» **To do**
Below are records; work out how many of their lines contain the word "body" and reply with the number only.

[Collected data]

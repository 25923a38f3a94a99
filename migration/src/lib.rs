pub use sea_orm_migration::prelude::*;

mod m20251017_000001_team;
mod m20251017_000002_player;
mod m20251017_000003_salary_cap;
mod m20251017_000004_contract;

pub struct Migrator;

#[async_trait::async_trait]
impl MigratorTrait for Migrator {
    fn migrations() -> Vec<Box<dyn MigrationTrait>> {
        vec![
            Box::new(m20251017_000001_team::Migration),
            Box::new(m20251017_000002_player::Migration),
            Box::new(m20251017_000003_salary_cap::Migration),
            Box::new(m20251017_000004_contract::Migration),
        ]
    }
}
* * *
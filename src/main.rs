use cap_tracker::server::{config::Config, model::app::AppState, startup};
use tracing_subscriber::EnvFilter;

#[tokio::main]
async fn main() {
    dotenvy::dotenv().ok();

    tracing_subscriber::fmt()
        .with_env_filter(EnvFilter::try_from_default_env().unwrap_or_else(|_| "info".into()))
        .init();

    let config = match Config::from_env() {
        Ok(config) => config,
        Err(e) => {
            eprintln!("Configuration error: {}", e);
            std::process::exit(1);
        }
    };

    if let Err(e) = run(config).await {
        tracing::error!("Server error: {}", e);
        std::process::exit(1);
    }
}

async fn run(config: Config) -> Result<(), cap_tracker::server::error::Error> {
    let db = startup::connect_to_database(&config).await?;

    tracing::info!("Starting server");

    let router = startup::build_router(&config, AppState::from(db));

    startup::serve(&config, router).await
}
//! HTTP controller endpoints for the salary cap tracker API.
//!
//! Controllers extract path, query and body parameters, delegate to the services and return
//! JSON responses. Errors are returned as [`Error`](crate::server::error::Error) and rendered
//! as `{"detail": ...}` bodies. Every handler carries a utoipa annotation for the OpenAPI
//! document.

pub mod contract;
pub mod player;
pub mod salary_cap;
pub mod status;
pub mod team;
==
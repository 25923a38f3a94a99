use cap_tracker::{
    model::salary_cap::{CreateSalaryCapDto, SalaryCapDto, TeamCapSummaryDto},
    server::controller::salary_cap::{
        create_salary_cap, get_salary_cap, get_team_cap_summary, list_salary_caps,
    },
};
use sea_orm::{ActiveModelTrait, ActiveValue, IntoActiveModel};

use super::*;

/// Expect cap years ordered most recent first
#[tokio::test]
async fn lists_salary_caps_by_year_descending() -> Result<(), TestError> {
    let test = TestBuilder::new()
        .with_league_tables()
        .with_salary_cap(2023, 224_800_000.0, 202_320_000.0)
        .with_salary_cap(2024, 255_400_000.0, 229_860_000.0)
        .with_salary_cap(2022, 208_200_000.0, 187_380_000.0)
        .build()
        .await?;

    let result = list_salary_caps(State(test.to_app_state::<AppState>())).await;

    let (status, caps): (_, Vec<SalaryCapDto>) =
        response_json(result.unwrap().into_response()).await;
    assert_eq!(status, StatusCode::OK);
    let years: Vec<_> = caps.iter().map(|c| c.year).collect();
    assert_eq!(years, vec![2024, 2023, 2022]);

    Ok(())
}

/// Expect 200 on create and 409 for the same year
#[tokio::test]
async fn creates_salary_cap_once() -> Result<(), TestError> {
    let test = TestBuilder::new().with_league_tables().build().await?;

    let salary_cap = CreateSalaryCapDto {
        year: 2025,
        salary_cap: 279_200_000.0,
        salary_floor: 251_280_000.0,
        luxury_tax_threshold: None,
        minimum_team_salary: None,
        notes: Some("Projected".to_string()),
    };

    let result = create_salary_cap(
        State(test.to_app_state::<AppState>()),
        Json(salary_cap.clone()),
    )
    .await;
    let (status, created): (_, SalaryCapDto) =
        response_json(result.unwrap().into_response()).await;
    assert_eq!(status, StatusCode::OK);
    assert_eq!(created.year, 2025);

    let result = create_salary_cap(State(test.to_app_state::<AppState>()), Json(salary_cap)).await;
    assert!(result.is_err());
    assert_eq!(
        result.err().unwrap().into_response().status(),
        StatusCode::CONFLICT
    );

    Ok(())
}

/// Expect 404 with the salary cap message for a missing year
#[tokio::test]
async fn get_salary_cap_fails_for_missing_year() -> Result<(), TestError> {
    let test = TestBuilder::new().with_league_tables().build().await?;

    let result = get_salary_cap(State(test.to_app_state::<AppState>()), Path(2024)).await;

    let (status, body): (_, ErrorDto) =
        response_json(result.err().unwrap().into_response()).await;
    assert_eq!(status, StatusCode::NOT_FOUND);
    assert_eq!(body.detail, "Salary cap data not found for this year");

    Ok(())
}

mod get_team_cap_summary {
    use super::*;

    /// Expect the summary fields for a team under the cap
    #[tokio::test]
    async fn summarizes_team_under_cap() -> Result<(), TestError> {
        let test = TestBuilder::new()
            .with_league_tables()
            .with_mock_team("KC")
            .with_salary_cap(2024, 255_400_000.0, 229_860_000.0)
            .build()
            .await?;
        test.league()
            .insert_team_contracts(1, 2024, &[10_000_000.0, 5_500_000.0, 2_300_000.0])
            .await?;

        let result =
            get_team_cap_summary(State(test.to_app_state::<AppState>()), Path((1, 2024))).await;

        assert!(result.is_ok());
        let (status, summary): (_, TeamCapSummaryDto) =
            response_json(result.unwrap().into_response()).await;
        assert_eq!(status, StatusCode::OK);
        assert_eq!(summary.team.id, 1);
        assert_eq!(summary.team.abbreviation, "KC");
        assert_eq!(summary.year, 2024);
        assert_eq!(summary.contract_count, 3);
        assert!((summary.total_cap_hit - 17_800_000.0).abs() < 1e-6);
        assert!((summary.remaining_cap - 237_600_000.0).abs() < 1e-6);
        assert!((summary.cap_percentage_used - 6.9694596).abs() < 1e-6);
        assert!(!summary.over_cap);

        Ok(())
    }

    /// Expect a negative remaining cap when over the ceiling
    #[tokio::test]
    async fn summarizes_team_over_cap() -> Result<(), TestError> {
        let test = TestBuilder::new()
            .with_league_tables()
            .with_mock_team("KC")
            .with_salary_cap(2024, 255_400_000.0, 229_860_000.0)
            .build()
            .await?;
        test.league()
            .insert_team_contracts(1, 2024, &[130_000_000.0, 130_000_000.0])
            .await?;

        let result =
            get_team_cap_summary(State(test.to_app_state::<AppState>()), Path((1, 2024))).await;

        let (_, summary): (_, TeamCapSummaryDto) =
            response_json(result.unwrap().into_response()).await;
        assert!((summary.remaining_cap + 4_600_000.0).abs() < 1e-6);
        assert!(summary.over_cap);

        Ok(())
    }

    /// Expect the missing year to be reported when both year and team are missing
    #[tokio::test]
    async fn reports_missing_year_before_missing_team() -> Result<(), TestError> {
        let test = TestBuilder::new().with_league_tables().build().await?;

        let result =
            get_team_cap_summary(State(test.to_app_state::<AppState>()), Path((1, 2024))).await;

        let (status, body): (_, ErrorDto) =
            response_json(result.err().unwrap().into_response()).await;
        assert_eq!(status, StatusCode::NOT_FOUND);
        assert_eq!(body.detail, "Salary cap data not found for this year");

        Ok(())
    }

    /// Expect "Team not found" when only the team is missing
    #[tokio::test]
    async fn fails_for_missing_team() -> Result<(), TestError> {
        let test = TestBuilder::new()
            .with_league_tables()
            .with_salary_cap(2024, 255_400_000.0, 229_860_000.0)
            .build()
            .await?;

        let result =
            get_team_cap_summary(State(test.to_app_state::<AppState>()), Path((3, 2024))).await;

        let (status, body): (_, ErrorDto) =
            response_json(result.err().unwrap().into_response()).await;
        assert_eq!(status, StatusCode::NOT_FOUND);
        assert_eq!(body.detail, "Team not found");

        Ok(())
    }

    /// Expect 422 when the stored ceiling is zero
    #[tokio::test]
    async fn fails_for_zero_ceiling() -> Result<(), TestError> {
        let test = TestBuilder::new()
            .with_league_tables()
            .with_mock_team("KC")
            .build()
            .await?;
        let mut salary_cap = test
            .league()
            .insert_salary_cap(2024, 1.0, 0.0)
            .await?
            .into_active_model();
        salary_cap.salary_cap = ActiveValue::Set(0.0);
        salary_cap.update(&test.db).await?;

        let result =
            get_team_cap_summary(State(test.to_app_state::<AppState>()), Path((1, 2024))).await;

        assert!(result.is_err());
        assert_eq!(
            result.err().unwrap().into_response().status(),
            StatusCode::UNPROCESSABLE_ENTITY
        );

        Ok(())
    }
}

» **Answer space**
7